SOULS WHO LEAVE US: Interview with a Helper Soul
An interview with Marie Johanne Croteau-Meurois:
This book is not another narration about the Afterlife!
The twelve true stories that are revealed are destined to spread hope and offer solace to the ones who stay on the life side during a loved one’s death. What happens when we die? It is a fundamental question that remains a great mystery.
Marie Johanne Croteau-Meurois doesn’t offer an answer but rather presents an opportunity for readers to become more open-minded about other realities in order presents an opportunity for readers to become more open-minded about other realities by describing the multiple paths a soul can take.

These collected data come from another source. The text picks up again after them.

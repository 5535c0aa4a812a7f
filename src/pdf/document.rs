//! A small page model serialized with `pdf-writer`.
//!
//! Pages collect drawing operators, text spans, intra-document links and form
//! fields. Links point at [`DestId`]s from the plan's destination table, which
//! become entries of the catalog's `/Dests` dictionary, so every link target is
//! known before any page is written.

use super::fonts::{EmbeddedFont, Face, FontSet, Typeface};
use super::metrics::{self, FIRST_CHAR, LAST_CHAR};
use crate::notebook::{DestId, DestinationTable, Rect};
use crate::units::Pt;
use flate2::write::ZlibEncoder;
use flate2::Compression;
use pdf_writer::types::{ActionType, AnnotationType};
use pdf_writer::{Content, Date, Filter, Name, Pdf, Ref, Str, TextStr};
use std::io::Write;

/// Which font and size a span of text is set in.
#[derive(Copy, Clone, Debug)]
pub struct SpanFont {
    pub face: Face,
    pub size: Pt,
}

/// A run of text on a single baseline.
#[derive(Clone, Debug)]
pub struct SpanLayout {
    pub text: String,
    pub font: SpanFont,
    /// Fill grey level, 0 is black
    pub grey: f32,
    /// Start of the baseline
    pub coords: (Pt, Pt),
}

/// A clickable area that jumps to a destination in the same document.
#[derive(Copy, Clone, Debug)]
pub struct Link {
    pub rect: Rect,
    pub target: DestId,
}

/// An editable text field on a page.
#[derive(Clone, Debug)]
pub struct TextField {
    /// Fully qualified field name, unique in the document
    pub name: String,
    /// Tooltip shown by viewers
    pub label: String,
    pub value: String,
    pub rect: Rect,
    pub multiline: bool,
}

#[derive(Default)]
pub struct Page {
    operations: Vec<u8>,
    links: Vec<Link>,
    fields: Vec<TextField>,
}

impl Page {
    pub fn new() -> Page {
        Page::default()
    }

    /// Append raw drawing operators.
    pub fn add_content(&mut self, content: Content) {
        self.operations.extend_from_slice(&content.finish());
        self.operations.push(b'\n');
    }

    pub fn add_span(&mut self, span: SpanLayout) {
        let text = metrics::encode(&span.text);
        let mut content = Content::new();
        content.save_state();
        content.set_fill_gray(span.grey);
        content.begin_text();
        content.set_font(Name(span.font.face.resource_name()), *span.font.size);
        content.next_line(*span.coords.0, *span.coords.1);
        content.show(Str(&text));
        content.end_text();
        content.restore_state();
        self.add_content(content);
    }

    pub fn add_intradocument_link(&mut self, rect: Rect, target: DestId) {
        self.links.push(Link { rect, target });
    }

    pub fn add_text_field(&mut self, field: TextField) {
        self.fields.push(field);
    }

    pub fn links(&self) -> &[Link] {
        &self.links
    }

    #[cfg(test)]
    pub fn fields(&self) -> &[TextField] {
        &self.fields
    }

    #[cfg(test)]
    pub fn is_empty(&self) -> bool {
        self.operations.is_empty() && self.links.is_empty() && self.fields.is_empty()
    }
}

/// An entry in the document outline (bookmarks panel).
#[derive(Clone, Debug)]
pub struct OutlineEntry {
    pub title: String,
    pub target: DestId,
}

/// Document information dictionary contents.
#[derive(Clone, Debug, Default)]
pub struct Info {
    pub title: Option<String>,
    pub author: Option<String>,
    pub subject: Option<String>,
    pub keywords: Option<String>,
    pub creator: Option<String>,
}

pub struct Document<'f> {
    pub page_size: (Pt, Pt),
    pub fonts: &'f FontSet,
    pub destinations: DestinationTable,
    pub pages: Vec<Page>,
    pub outline: Vec<OutlineEntry>,
    pub info: Info,
}

/// Hands out sequential object ids.
struct Refs(i32);

impl Refs {
    fn next(&mut self) -> Ref {
        self.0 += 1;
        Ref::new(self.0)
    }
}

fn compress(data: &[u8]) -> std::io::Result<Vec<u8>> {
    let mut encoder = ZlibEncoder::new(Vec::new(), Compression::default());
    encoder.write_all(data)?;
    encoder.finish()
}

fn pdf_rect(rect: &Rect) -> pdf_writer::Rect {
    pdf_writer::Rect::new(*rect.x1, *rect.y1, *rect.x2, *rect.y2)
}

impl<'f> Document<'f> {
    pub fn new(page_size: (Pt, Pt), fonts: &'f FontSet, destinations: DestinationTable) -> Self {
        Document {
            page_size,
            fonts,
            destinations,
            pages: Vec::new(),
            outline: Vec::new(),
            info: Info::default(),
        }
    }

    pub fn add_page(&mut self, page: Page) {
        self.pages.push(page);
    }

    pub fn add_bookmark<S: Into<String>>(&mut self, title: S, target: DestId) {
        self.outline.push(OutlineEntry {
            title: title.into(),
            target,
        });
    }

    pub fn set_info(&mut self, info: Info) {
        self.info = info;
    }

    /// Serialize the document.
    pub fn write(&self) -> std::io::Result<Vec<u8>> {
        let mut refs = Refs(0);
        let catalog_id = refs.next();
        let page_tree_id = refs.next();
        let info_id = refs.next();
        let dests_id = refs.next();

        let mut pdf = Pdf::new();
        pdf.set_version(1, 7);

        // fonts
        let font_ids: Vec<(Face, Ref)> = Face::all().iter().map(|f| (*f, refs.next())).collect();
        for (face, font_id) in font_ids.iter() {
            match self.fonts.face(*face) {
                Typeface::Standard(base_font) => {
                    pdf.type1_font(*font_id)
                        .base_font(Name(base_font.as_bytes()))
                        .pair(Name(b"Encoding"), Name(b"WinAnsiEncoding"));
                }
                Typeface::Embedded(font) => {
                    write_truetype_font(&mut pdf, &mut refs, *font_id, font)?;
                }
            }
        }
        let sans_id = font_ids[0].1;

        // pages and their content streams
        let page_ids: Vec<Ref> = self.pages.iter().map(|_| refs.next()).collect();
        let mut field_ids: Vec<Ref> = Vec::new();
        for (page, page_id) in self.pages.iter().zip(page_ids.iter()) {
            let content_id = refs.next();
            let compressed = compress(&page.operations)?;
            pdf.stream(content_id, &compressed)
                .filter(Filter::FlateDecode);

            let mut annotation_ids: Vec<Ref> = Vec::new();
            for link in page.links.iter() {
                let annotation_id = refs.next();
                let dest = self.destinations.get(link.target);
                let mut annotation = pdf.annotation(annotation_id);
                annotation
                    .subtype(AnnotationType::Link)
                    .rect(pdf_rect(&link.rect))
                    .border(0.0, 0.0, 0.0, None);
                annotation
                    .action()
                    .action_type(ActionType::GoTo)
                    .pair(Name(b"D"), Name(dest.name.as_bytes()));
                drop(annotation);
                annotation_ids.push(annotation_id);
            }

            for field in page.fields.iter() {
                let field_id = refs.next();
                write_text_field(&mut pdf, field_id, *page_id, field);
                annotation_ids.push(field_id);
                field_ids.push(field_id);
            }

            let mut pdf_page = pdf.page(*page_id);
            pdf_page
                .media_box(pdf_writer::Rect::new(
                    0.0,
                    0.0,
                    *self.page_size.0,
                    *self.page_size.1,
                ))
                .parent(page_tree_id)
                .contents(content_id);
            if !annotation_ids.is_empty() {
                pdf_page.annotations(annotation_ids.iter().copied());
            }
            {
                let mut resources = pdf_page.resources();
                let mut fonts = resources.fonts();
                for (face, font_id) in font_ids.iter() {
                    fonts.pair(Name(face.resource_name()), *font_id);
                }
            }
        }

        pdf.pages(page_tree_id)
            .kids(page_ids.iter().copied())
            .count(page_ids.len() as i32);

        // named destinations, all resolved against the page ids above
        {
            let mut dests = pdf.indirect(dests_id).dict();
            for dest in self.destinations.iter() {
                dests
                    .insert(Name(dest.name.as_bytes()))
                    .array()
                    .item(page_ids[dest.page_index])
                    .item(Name(b"Fit"));
            }
        }

        // outline
        let outline_id = if self.outline.is_empty() {
            None
        } else {
            let outline_id = refs.next();
            let item_ids: Vec<Ref> = self.outline.iter().map(|_| refs.next()).collect();
            pdf.outline(outline_id)
                .first(item_ids[0])
                .last(item_ids[item_ids.len() - 1])
                .count(item_ids.len() as i32);
            for (i, entry) in self.outline.iter().enumerate() {
                let dest = self.destinations.get(entry.target);
                let mut item = pdf.outline_item(item_ids[i]);
                item.title(TextStr(&entry.title)).parent(outline_id);
                if i > 0 {
                    item.prev(item_ids[i - 1]);
                }
                if i + 1 < item_ids.len() {
                    item.next(item_ids[i + 1]);
                }
                item.pair(Name(b"Dest"), Name(dest.name.as_bytes()));
            }
            Some(outline_id)
        };

        {
            let mut catalog = pdf.catalog(catalog_id);
            catalog.pages(page_tree_id);
            catalog.pair(Name(b"Dests"), dests_id);
            if let Some(outline_id) = outline_id {
                catalog.outlines(outline_id);
                catalog.pair(Name(b"PageMode"), Name(b"UseOutlines"));
            }
            if !field_ids.is_empty() {
                let mut form = catalog.insert(Name(b"AcroForm")).dict();
                form.insert(Name(b"Fields"))
                    .array()
                    .items(field_ids.iter().copied());
                form.pair(Name(b"NeedAppearances"), true);
                form.pair(Name(b"DA"), Str(b"/Helv 0 Tf 0 g"));
                form.insert(Name(b"DR"))
                    .dict()
                    .insert(Name(b"Font"))
                    .dict()
                    .pair(Name(b"Helv"), sans_id);
            }
        }

        {
            let now = chrono::Local::now();
            let mut info = pdf.document_info(info_id);
            if let Some(title) = &self.info.title {
                info.title(TextStr(title));
            }
            if let Some(author) = &self.info.author {
                info.author(TextStr(author));
            }
            if let Some(subject) = &self.info.subject {
                info.subject(TextStr(subject));
            }
            if let Some(keywords) = &self.info.keywords {
                info.keywords(TextStr(keywords));
            }
            if let Some(creator) = &self.info.creator {
                info.creator(TextStr(creator));
            }
            use chrono::{Datelike, Timelike};
            info.creation_date(
                Date::new(now.year() as u16)
                    .month(now.month() as u8)
                    .day(now.day() as u8)
                    .hour(now.hour() as u8)
                    .minute(now.minute() as u8)
                    .second(now.second() as u8),
            );
        }

        Ok(pdf.finish())
    }
}

fn write_truetype_font(
    pdf: &mut Pdf,
    refs: &mut Refs,
    font_id: Ref,
    font: &EmbeddedFont,
) -> std::io::Result<()> {
    let descriptor_id = refs.next();
    let file_id = refs.next();

    {
        let mut dict = pdf.indirect(font_id).dict();
        dict.pair(Name(b"Type"), Name(b"Font"));
        dict.pair(Name(b"Subtype"), Name(b"TrueType"));
        dict.pair(Name(b"BaseFont"), Name(font.base_font.as_bytes()));
        dict.pair(Name(b"FirstChar"), FIRST_CHAR as i32);
        dict.pair(Name(b"LastChar"), LAST_CHAR as i32);
        dict.insert(Name(b"Widths"))
            .array()
            .items(font.widths.iter().copied());
        dict.pair(Name(b"Encoding"), Name(b"WinAnsiEncoding"));
        dict.pair(Name(b"FontDescriptor"), descriptor_id);
    }

    {
        let mut descriptor = pdf.indirect(descriptor_id).dict();
        descriptor.pair(Name(b"Type"), Name(b"FontDescriptor"));
        descriptor.pair(Name(b"FontName"), Name(font.base_font.as_bytes()));
        // non-symbolic
        descriptor.pair(Name(b"Flags"), 32);
        descriptor.pair(
            Name(b"FontBBox"),
            pdf_writer::Rect::new(font.bbox[0], font.bbox[1], font.bbox[2], font.bbox[3]),
        );
        descriptor.pair(Name(b"ItalicAngle"), 0);
        descriptor.pair(Name(b"Ascent"), font.ascent);
        descriptor.pair(Name(b"Descent"), font.descent);
        descriptor.pair(Name(b"CapHeight"), font.cap_height);
        descriptor.pair(Name(b"StemV"), 80);
        descriptor.pair(Name(b"FontFile2"), file_id);
    }

    let compressed = compress(&font.data)?;
    pdf.stream(file_id, &compressed)
        .filter(Filter::FlateDecode)
        .pair(Name(b"Length1"), font.data.len() as i32);
    Ok(())
}

/// Ff bit 13
const FIELD_FLAG_MULTILINE: i32 = 1 << 12;

fn write_text_field(pdf: &mut Pdf, field_id: Ref, page_id: Ref, field: &TextField) {
    let mut dict = pdf.indirect(field_id).dict();
    dict.pair(Name(b"Type"), Name(b"Annot"));
    dict.pair(Name(b"Subtype"), Name(b"Widget"));
    dict.pair(Name(b"FT"), Name(b"Tx"));
    dict.pair(Name(b"T"), TextStr(&field.name));
    dict.pair(Name(b"TU"), TextStr(&field.label));
    dict.pair(Name(b"V"), TextStr(&field.value));
    dict.pair(Name(b"Rect"), pdf_rect(&field.rect));
    dict.pair(Name(b"P"), page_id);
    // printable
    dict.pair(Name(b"F"), 4);
    dict.pair(Name(b"DA"), Str(b"/Helv 9 Tf 0 g"));
    if field.multiline {
        dict.pair(Name(b"Ff"), FIELD_FLAG_MULTILINE);
    }
    dict.insert(Name(b"Border")).array().items([0, 0, 0]);
}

Over the pages of the book Souls Who leave Us, you are invited to open your heart to gradually dissolve the fog generated by our ignorance about death and the Afterlife. There is no doubt that we will never know exactly what is happening on the Other Side of the Veil before leaving our flesh bodies. This may be for a good reason: Every death is as unique as every life is. It is not about knowing what happens after death but rather welcoming possibilities by knowing that the real guide dwells in the heart.
Digital Sacrée Planète (SP): Marie Johanne, your new book, which was just released, reveals another aspect not only of your work but also of your personality. With The Souls Who Leave Us, we are far from the elven world that is dear to you.* You lead us once more into the Invisible but this time to human beings whose Passage in what is called the “Hereafter” was difficult.

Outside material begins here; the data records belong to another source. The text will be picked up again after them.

//! PDF output: the page model, fonts and the notebook renderers.

pub mod document;
pub mod fonts;
pub mod metrics;
pub mod rendering;

pub use fonts::FontSet;
pub use rendering::generate;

*The Portal of the Elves by Marie Johanne Croteau-Meurois, Editor, Sacred Worlds Publishing
SP: How do you go about getting in touch with these souls?

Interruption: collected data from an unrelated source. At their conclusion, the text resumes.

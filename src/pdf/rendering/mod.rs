//! Notebook assembly.
//!
//! Builds the [`DocumentPlan`] first, so every page already has its absolute
//! index and named destination, then draws the pages in order: the title page,
//! the contents pages and finally the content pages with their pattern and page
//! number. Links only ever refer to destinations from the plan.
//!
//! ## Document Metadata
//!
//! The document info carries the title page metadata (title, author, description
//! as the subject and tags as keywords) and identifies ink-notebook as the
//! creator.
//!
//! ## Writing
//!
//! The finished PDF is written to a temporary file next to its destination and
//! then moved into place, so a failed generation never leaves a partial file
//! behind.

pub mod page_number;
pub mod pattern;
pub mod table_of_contents;
pub mod title_page;

use crate::error::{NotebookError, Result};
use crate::notebook::{DocumentPlan, NotebookConfig, PageRole};
use crate::pdf::document::{Document, Info, Page};
use crate::pdf::fonts::FontSet;
use std::io::Write;
use std::path::Path;

/// What went into a generated notebook.
#[derive(Clone, Debug, Default, PartialEq, Eq)]
pub struct RenderStats {
    /// Number of pages in the PDF, including the title and contents pages
    pub page_count: usize,
    pub toc_page_count: usize,
    /// Clickable links across all pages
    pub link_count: usize,
    /// Size of the written file
    pub bytes: u64,
    /// Whether headings had to be set in Helvetica
    pub serif_fallback: bool,
}

/// Lay out and draw every page of a notebook.
pub fn build_document<'f>(
    config: &NotebookConfig,
    plan: &DocumentPlan,
    fonts: &'f FontSet,
) -> Result<Document<'f>> {
    let geometry = config.geometry();
    let mut doc = Document::new(
        config.page_size.dimensions(),
        fonts,
        plan.destinations.clone(),
    );

    let metadata = &config.title_metadata;
    doc.set_info(Info {
        title: Some(
            metadata
                .title
                .clone()
                .unwrap_or_else(|| title_page::HEADER.to_string()),
        ),
        author: metadata.author.clone(),
        subject: metadata.description.clone(),
        keywords: if metadata.tags.is_empty() {
            None
        } else {
            Some(metadata.tags.join(", "))
        },
        creator: Some(concat!("ink-notebook v", env!("CARGO_PKG_VERSION")).to_string()),
    });

    let mut toc_pages = table_of_contents::render(config, plan, fonts).into_iter();
    let mut mark_count = 0;
    for role in plan.roles.iter() {
        let page = match *role {
            PageRole::Title => title_page::render(config),
            PageRole::Toc(_) => toc_pages.next().unwrap_or_default(),
            PageRole::Content(content_index) => {
                let mut page = Page::new();
                mark_count += pattern::render(
                    &mut page,
                    &geometry,
                    config.pattern,
                    config.spacing,
                    config.dot_radius,
                )?;
                page_number::annotate(
                    &mut page,
                    config,
                    fonts,
                    content_index,
                    plan.page_number_target(content_index),
                );
                page
            }
        };
        doc.add_page(page);
    }
    log::debug!("drew {mark_count} pattern marks");

    let destinations = &plan.destinations;
    if let Some(title) = destinations.title() {
        doc.add_bookmark("Title", title);
    }
    if let Some(toc) = destinations.toc(0) {
        doc.add_bookmark("Table of Contents", toc);
    }
    for entry in plan.entries.iter() {
        if let Some(target) = destinations.content(entry.content_index) {
            doc.add_bookmark(entry.label.clone(), target);
        }
    }

    Ok(doc)
}

/// Render a notebook into memory.
pub fn render(config: &NotebookConfig, fonts: &FontSet) -> Result<(Vec<u8>, RenderStats)> {
    let plan = DocumentPlan::new(config)?;
    let doc = build_document(config, &plan, fonts)?;
    let link_count = doc.pages.iter().map(|page| page.links().len()).sum();

    let bytes = doc
        .write()
        .map_err(|e| NotebookError::generation("<memory>", e))?;
    let stats = RenderStats {
        page_count: plan.page_count(),
        toc_page_count: plan.toc_page_count(),
        link_count,
        bytes: bytes.len() as u64,
        serif_fallback: fonts.serif_fallback,
    };
    Ok((bytes, stats))
}

/// Render a notebook and write it to `path`.
///
/// Any failure is reported as [`NotebookError::Generation`] naming `path`, and
/// leaves nothing at `path`.
pub fn generate<P: AsRef<Path>>(
    config: &NotebookConfig,
    fonts: &FontSet,
    path: P,
) -> Result<RenderStats> {
    let path = path.as_ref();
    let (bytes, stats) = match render(config, fonts) {
        Ok(rendered) => rendered,
        // already names where it happened
        Err(NotebookError::Generation { source, .. }) => {
            return Err(NotebookError::generation(path, source))
        }
        Err(e) => return Err(NotebookError::generation(path, e)),
    };
    write_atomically(path, &bytes).map_err(|e| NotebookError::generation(path, e))?;

    log::info!(
        "wrote {} ({} pages, {} contents pages, {} links)",
        path.display(),
        stats.page_count,
        stats.toc_page_count,
        stats.link_count
    );
    Ok(stats)
}

fn write_atomically(path: &Path, bytes: &[u8]) -> std::io::Result<()> {
    let dir = match path.parent() {
        Some(dir) if !dir.as_os_str().is_empty() => dir,
        _ => Path::new("."),
    };
    let mut file = tempfile::NamedTempFile::new_in(dir)?;
    file.write_all(bytes)?;
    file.as_file().sync_all()?;
    file.persist(path).map_err(|e| e.error)?;
    Ok(())
}

#[cfg(test)]
mod test {
    use super::*;
    use crate::notebook::PageSize;
    use crate::registry::PatternKind;
    use crate::units::Mm;
    use lopdf::{Object, ObjectId};
    use std::collections::HashMap;

    fn resolve<'a>(doc: &'a lopdf::Document, object: &'a Object) -> &'a Object {
        match object {
            Object::Reference(id) => doc.get_object(*id).expect("reference resolves"),
            other => other,
        }
    }

    /// For every page, the 0-based page indices its links jump to.
    fn link_targets(bytes: &[u8]) -> Vec<Vec<usize>> {
        let doc = lopdf::Document::load_mem(bytes).expect("lopdf can parse output");
        let pages = doc.get_pages();
        let index_of: HashMap<ObjectId, usize> = pages
            .iter()
            .map(|(number, id)| (*id, *number as usize - 1))
            .collect();

        let root = doc
            .trailer
            .get(b"Root")
            .and_then(Object::as_reference)
            .expect("has a catalog");
        let catalog = doc.get_dictionary(root).expect("catalog is a dictionary");
        let dests = resolve(&doc, catalog.get(b"Dests").expect("has named destinations"))
            .as_dict()
            .expect("dests is a dictionary");

        pages
            .values()
            .map(|page_id| {
                let page = doc.get_dictionary(*page_id).expect("page is a dictionary");
                let Ok(annots) = page.get(b"Annots") else {
                    return Vec::new();
                };
                resolve(&doc, annots)
                    .as_array()
                    .expect("annots is an array")
                    .iter()
                    .filter_map(|annot| {
                        let annot = resolve(&doc, annot).as_dict().expect("annotation");
                        if annot.get(b"Subtype").and_then(Object::as_name).ok()? != b"Link" {
                            return None;
                        }
                        let action = resolve(&doc, annot.get(b"A").expect("link has an action"))
                            .as_dict()
                            .expect("action is a dictionary");
                        let name = action.get(b"D").and_then(Object::as_name).expect("named");
                        let dest = resolve(&doc, dests.get(name).expect("destination exists"))
                            .as_array()
                            .expect("destination is an array");
                        let target = dest[0].as_reference().expect("points at a page");
                        Some(index_of[&target])
                    })
                    .collect()
            })
            .collect()
    }

    fn remarkable2() -> PageSize {
        "remarkable2".parse().unwrap()
    }

    #[test]
    fn toc_and_page_number_links_round_trip() {
        let config = NotebookConfig::builder()
            .num_pages(30usize)
            .page_size(remarkable2())
            .build()
            .unwrap();
        let (bytes, stats) = render(&config, &FontSet::standard()).unwrap();
        assert_eq!(stats.page_count, 33);
        assert_eq!(stats.toc_page_count, 2);

        let links = link_targets(&bytes);
        assert_eq!(links.len(), 33);
        assert!(links[0].is_empty());

        // 20 entries, then Cover and Next
        let first_toc = &links[1];
        let expected: Vec<usize> = (3..23).chain([0, 2]).collect();
        assert_eq!(first_toc, &expected);

        // remaining 10 entries, then Previous and Cover
        let second_toc = &links[2];
        let expected: Vec<usize> = (23..33).chain([1, 0]).collect();
        assert_eq!(second_toc, &expected);

        // each content page number jumps to the contents page listing it
        for content_index in 0..30 {
            let page_links = &links[3 + content_index];
            let toc_page = if content_index < 20 { 1 } else { 2 };
            assert_eq!(page_links, &vec![toc_page]);
        }
    }

    #[test]
    fn single_blank_page_has_no_links() {
        let config = NotebookConfig::builder()
            .num_pages(1usize)
            .pattern(PatternKind::Blank)
            .include_title_page(false)
            .include_toc(false)
            .build()
            .unwrap();
        let (bytes, stats) = render(&config, &FontSet::standard()).unwrap();
        assert_eq!(stats.page_count, 1);
        assert_eq!(stats.link_count, 0);

        let links = link_targets(&bytes);
        assert_eq!(links, vec![Vec::<usize>::new()]);
    }

    #[test]
    fn overflowing_toc_shifts_content_pages() {
        // 40mm entries: four fit on each contents page
        let config = NotebookConfig::builder()
            .num_pages(5usize)
            .page_size(remarkable2())
            .toc_line_spacing(Mm(40.0))
            .build()
            .unwrap();
        let (bytes, stats) = render(&config, &FontSet::standard()).unwrap();
        assert_eq!(stats.toc_page_count, 2);
        assert_eq!(stats.page_count, 1 + 2 + 5);

        let links = link_targets(&bytes);
        assert_eq!(links[1], vec![3, 4, 5, 6, 0, 2]);
        assert_eq!(links[2], vec![7, 1, 0]);
        assert_eq!(links[7], vec![2]);
    }

    #[test]
    fn leading_pages_shift_link_targets() {
        for (title, toc) in [(false, false), (true, false), (false, true), (true, true)] {
            let config = NotebookConfig::builder()
                .num_pages(4usize)
                .include_title_page(title)
                .include_toc(toc)
                .build()
                .unwrap();
            let (bytes, stats) = render(&config, &FontSet::standard()).unwrap();
            let leading = title as usize + toc as usize;
            assert_eq!(stats.page_count, 4 + leading);

            let links = link_targets(&bytes);
            if toc {
                let toc_page = title as usize;
                let entries: Vec<usize> = links[toc_page].iter().take(4).copied().collect();
                assert_eq!(entries, (leading..leading + 4).collect::<Vec<_>>());
            }
            // the last content page always links to a leading page or the first page
            let last = links.last().unwrap();
            assert_eq!(last.len(), 1);
            assert!(last[0] < leading.max(1));
        }
    }

    #[test]
    fn outline_lists_every_page() {
        let config = NotebookConfig::builder().num_pages(3usize).build().unwrap();
        let (bytes, _) = render(&config, &FontSet::standard()).unwrap();
        let doc = lopdf::Document::load_mem(&bytes).unwrap();
        let root = doc.trailer.get(b"Root").and_then(Object::as_reference).unwrap();
        let catalog = doc.get_dictionary(root).unwrap();
        let outlines = resolve(&doc, catalog.get(b"Outlines").unwrap())
            .as_dict()
            .unwrap();
        assert_eq!(outlines.get(b"Count").and_then(Object::as_i64).unwrap(), 5);
    }

    #[test]
    fn generation_writes_the_file_atomically() {
        let dir = tempfile::tempdir().unwrap();
        let path = dir.path().join("notebook.pdf");
        let config = NotebookConfig::builder().num_pages(2usize).build().unwrap();

        let stats = generate(&config, &FontSet::standard(), &path).unwrap();
        let written = std::fs::metadata(&path).unwrap().len();
        assert_eq!(stats.bytes, written);

        // no temporary files left behind
        assert_eq!(std::fs::read_dir(dir.path()).unwrap().count(), 1);
    }

    #[test]
    fn generation_failure_names_the_output_path() {
        let dir = tempfile::tempdir().unwrap();
        let path = dir.path().join("missing").join("notebook.pdf");
        let config = NotebookConfig::builder().build().unwrap();

        match generate(&config, &FontSet::standard(), &path) {
            Err(NotebookError::Generation { path: failed, .. }) => assert_eq!(failed, path),
            other => panic!("expected a generation error, got {other:?}"),
        }
        assert!(!path.exists());
    }
}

Marie Johanne Croteau-Meurois (MJ): For me, it’s quite simple, even if, for some, the nature of my way of doing it can seem strange or even incredible. I have long refused to reveal this side of my personality because communicating with those who are deceased places me in a fragile situation. I could not deny indefinitely, though, my ability to contact the Invisible since it is an integral part of my being. I am constantly solicited by souls in great suffering and difficulty in the Passage. They are calling me for help.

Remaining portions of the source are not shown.